Goal of the exercise →
In the entries that follow, the line with "Ok(SkillValue::from_level(level, self.entry.w_modifier))" opens the range and the line with "let entry = self.entry;" closes it; repeat that range exactly, both lines included.

[Source records]
# # #

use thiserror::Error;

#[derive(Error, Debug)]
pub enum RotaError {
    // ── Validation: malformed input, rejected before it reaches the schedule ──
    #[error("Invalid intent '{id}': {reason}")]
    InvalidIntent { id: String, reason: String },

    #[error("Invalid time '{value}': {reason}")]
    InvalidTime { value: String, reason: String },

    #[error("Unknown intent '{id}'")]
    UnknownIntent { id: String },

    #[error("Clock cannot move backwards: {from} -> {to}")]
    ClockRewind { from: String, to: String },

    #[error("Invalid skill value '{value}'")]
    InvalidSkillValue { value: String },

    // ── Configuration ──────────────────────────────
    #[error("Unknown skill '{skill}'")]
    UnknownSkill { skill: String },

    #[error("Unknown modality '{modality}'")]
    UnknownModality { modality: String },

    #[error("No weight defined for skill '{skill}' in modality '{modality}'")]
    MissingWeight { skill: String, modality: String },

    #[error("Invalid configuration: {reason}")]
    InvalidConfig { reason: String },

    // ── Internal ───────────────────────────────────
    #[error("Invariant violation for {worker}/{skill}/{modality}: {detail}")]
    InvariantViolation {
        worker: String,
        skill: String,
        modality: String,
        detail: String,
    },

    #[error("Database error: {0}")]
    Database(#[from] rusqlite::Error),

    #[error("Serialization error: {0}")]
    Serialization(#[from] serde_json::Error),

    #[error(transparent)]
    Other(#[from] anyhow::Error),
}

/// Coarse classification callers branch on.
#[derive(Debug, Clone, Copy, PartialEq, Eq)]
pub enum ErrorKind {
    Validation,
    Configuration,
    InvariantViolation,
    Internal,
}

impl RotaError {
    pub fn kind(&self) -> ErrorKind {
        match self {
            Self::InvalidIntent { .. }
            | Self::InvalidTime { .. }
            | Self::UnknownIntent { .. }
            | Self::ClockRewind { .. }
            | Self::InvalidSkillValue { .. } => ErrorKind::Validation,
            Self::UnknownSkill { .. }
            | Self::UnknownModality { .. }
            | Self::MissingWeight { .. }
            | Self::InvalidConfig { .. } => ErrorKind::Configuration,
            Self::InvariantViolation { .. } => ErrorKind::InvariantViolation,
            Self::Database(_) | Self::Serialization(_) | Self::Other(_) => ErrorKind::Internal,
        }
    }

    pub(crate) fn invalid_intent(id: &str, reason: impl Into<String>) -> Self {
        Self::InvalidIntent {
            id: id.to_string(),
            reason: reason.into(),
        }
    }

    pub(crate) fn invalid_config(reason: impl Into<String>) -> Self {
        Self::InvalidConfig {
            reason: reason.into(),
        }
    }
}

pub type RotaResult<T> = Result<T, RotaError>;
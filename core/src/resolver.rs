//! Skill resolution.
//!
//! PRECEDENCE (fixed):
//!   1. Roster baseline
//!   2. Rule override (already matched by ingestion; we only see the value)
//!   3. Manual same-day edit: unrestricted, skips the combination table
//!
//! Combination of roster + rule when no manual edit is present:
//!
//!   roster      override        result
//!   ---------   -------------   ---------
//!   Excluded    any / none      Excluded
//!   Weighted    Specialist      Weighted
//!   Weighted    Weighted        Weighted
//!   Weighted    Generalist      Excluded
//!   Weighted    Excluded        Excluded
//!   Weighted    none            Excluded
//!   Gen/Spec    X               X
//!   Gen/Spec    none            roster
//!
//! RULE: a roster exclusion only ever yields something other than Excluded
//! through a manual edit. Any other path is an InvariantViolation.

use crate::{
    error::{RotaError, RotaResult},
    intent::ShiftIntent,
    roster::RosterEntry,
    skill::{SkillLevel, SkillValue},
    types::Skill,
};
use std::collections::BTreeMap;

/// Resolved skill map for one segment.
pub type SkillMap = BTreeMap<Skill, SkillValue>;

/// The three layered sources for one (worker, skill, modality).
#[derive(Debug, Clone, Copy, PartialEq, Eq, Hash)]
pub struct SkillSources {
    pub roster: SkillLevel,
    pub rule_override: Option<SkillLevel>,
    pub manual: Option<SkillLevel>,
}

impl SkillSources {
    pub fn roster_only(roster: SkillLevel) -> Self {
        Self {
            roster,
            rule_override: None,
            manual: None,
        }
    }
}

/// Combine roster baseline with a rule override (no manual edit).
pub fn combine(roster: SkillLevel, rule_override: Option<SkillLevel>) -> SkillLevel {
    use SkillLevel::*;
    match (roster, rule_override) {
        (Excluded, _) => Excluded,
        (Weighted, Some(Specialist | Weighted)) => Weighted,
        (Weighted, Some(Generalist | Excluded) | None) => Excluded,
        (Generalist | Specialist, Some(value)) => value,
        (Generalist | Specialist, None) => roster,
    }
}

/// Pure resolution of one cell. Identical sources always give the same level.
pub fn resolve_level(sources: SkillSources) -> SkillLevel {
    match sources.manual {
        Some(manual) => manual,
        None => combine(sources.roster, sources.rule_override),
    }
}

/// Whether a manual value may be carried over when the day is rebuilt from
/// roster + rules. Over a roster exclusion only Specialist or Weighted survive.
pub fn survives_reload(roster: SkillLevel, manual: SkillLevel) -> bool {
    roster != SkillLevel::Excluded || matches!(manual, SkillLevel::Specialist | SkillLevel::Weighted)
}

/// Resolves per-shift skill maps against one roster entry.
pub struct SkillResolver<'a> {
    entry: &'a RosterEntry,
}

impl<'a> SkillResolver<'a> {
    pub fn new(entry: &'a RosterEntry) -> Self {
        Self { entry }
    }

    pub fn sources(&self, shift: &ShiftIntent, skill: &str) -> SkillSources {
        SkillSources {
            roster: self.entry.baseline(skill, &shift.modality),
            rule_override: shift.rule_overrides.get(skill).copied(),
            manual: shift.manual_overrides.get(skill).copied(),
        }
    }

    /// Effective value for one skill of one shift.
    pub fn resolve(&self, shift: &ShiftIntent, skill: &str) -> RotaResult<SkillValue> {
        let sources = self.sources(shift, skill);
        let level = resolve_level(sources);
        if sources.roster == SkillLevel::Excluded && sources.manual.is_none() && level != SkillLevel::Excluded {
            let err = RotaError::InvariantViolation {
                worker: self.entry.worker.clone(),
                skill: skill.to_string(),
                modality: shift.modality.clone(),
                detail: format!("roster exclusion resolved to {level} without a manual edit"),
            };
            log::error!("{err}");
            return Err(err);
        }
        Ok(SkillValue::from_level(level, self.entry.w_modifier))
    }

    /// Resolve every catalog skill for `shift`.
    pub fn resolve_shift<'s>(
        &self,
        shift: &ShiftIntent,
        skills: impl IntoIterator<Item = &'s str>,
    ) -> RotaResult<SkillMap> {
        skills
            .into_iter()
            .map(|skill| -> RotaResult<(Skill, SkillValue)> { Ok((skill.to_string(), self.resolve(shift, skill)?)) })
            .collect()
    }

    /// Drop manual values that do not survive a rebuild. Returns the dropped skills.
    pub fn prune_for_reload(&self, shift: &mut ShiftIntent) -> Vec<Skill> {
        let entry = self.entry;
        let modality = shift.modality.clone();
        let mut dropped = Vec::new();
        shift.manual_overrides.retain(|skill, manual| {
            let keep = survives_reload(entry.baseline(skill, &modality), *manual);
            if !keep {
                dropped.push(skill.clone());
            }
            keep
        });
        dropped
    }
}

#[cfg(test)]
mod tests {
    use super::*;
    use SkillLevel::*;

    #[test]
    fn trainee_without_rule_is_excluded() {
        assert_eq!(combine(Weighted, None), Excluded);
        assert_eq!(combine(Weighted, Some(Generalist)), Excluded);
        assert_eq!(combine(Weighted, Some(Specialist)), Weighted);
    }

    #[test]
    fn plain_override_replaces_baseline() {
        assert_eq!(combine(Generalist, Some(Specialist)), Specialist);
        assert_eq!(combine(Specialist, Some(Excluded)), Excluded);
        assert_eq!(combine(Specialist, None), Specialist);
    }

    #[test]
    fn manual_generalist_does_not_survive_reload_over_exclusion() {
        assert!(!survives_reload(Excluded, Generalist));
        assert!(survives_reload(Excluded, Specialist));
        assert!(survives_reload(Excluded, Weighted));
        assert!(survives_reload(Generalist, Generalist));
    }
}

# # #

Worked solution →
        Ok(SkillValue::from_level(level, self.entry.w_modifier))
    }

    /// Resolve every catalog skill for `shift`.
    pub fn resolve_shift<'s>(
        &self,
        shift: &ShiftIntent,
        skills: impl IntoIterator<Item = &'s str>,
    ) -> RotaResult<SkillMap> {
        skills
            .into_iter()
            .map(|skill| -> RotaResult<(Skill, SkillValue)> { Ok((skill.to_string(), self.resolve(shift, skill)?)) })
            .collect()
    }

    /// Drop manual values that do not survive a rebuild. Returns the dropped skills.
    pub fn prune_for_reload(&self, shift: &mut ShiftIntent) -> Vec<Skill> {
        let entry = self.entry;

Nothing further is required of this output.